Dataset entries
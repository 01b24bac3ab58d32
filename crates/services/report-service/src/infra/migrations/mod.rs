//! Database migrations.
//!
//! Each migration is a separate module following SeaORM conventions.
//! Migration names follow the pattern: m{YYYYMMDD}_{NNNNNN}_{description}
//!
//! Tables are created parents first so every foreign key has a target.

use sea_orm_migration::prelude::*;

mod m20240101_000001_create_developers_table;
mod m20240101_000002_create_projects_table;
mod m20240101_000003_create_reports_table;
mod m20240101_000004_create_tasks_table;
mod m20240102_000001_create_records_table;

pub struct Migrator;

#[async_trait::async_trait]
impl MigratorTrait for Migrator {
    fn migrations() -> Vec<Box<dyn MigrationTrait>> {
        vec![
            Box::new(m20240101_000001_create_developers_table::Migration),
            Box::new(m20240101_000002_create_projects_table::Migration),
            Box::new(m20240101_000003_create_reports_table::Migration),
            Box::new(m20240101_000004_create_tasks_table::Migration),
            Box::new(m20240102_000001_create_records_table::Migration),
        ]
    }
}
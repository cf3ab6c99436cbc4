//! Boolean engine errors.

use thiserror::Error;

/// Errors produced by boolean operations and the cross-section extruder.
#[derive(Debug, Error)]
pub enum CsgError {
    /// An operand is not a closed 2-manifold surface after welding.
    #[error("{operand} operand is not a closed manifold mesh")]
    NonManifoldInput {
        /// Which operand failed the check ("first" or "second").
        operand: &'static str,
    },

    /// The operation produced no geometry.
    #[error("boolean operation produced an empty result")]
    EmptyResult,

    /// A cross-section loop cannot be triangulated or extruded.
    #[error("invalid profile: {0}")]
    InvalidProfile(String),
}

/// Convenience alias for boolean-engine results.
pub type Result<T> = std::result::Result<T, CsgError>;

## Exercise instructions
What is needed is an exact reproduction of the data.

## Written solution
repository 01b24bac3ab58d32
filename crates/services/report-service/src/infra/migrations/mod.rs
//! Database migrations.
//!
//! Each migration is a separate module following SeaORM conventions.
//! Migration names follow the pattern: m{YYYYMMDD}_{NNNNNN}_{description}
//!
//! Tables are created parents first so every foreign key has a target.

use sea_orm_migration::prelude::*;

mod m20240101_000001_create_developers_table;
mod m20240101_000002_create_projects_table;
mod m20240101_000003_create_reports_table;
mod m20240101_000004_create_tasks_table;
mod m20240102_000001_create_records_table;

pub struct Migrator;

#[async_trait::async_trait]
impl MigratorTrait for Migrator {
    fn migrations() -> Vec<Box<dyn MigrationTrait>> {
        vec![
            Box::new(m20240101_000001_create_developers_table::Migration),
            Box::new(m20240101_000002_create_projects_table::Migration),
            Box::new(m20240101_000003_create_reports_table::Migration),
            Box::new(m20240101_000004_create_tasks_table::Migration),
            Box::new(m20240102_000001_create_records_table::Migration),
        ]
    }
}
repository cf3ab6c99436cbc4
//! Boolean engine errors.

use thiserror::Error;

/// Errors produced by boolean operations and the cross-section extruder.
#[derive(Debug, Error)]
pub enum CsgError {
    /// An operand is not a closed 2-manifold surface after welding.
    #[error("{operand} operand is not a closed manifold mesh")]
    NonManifoldInput {
        /// Which operand failed the check ("first" or "second").
        operand: &'static str,
    },

    /// The operation produced no geometry.
    #[error("boolean operation produced an empty result")]
    EmptyResult,

    /// A cross-section loop cannot be triangulated or extruded.
    #[error("invalid profile: {0}")]
    InvalidProfile(String),
}

/// Convenience alias for boolean-engine results.
pub type Result<T> = std::result::Result<T, CsgError>;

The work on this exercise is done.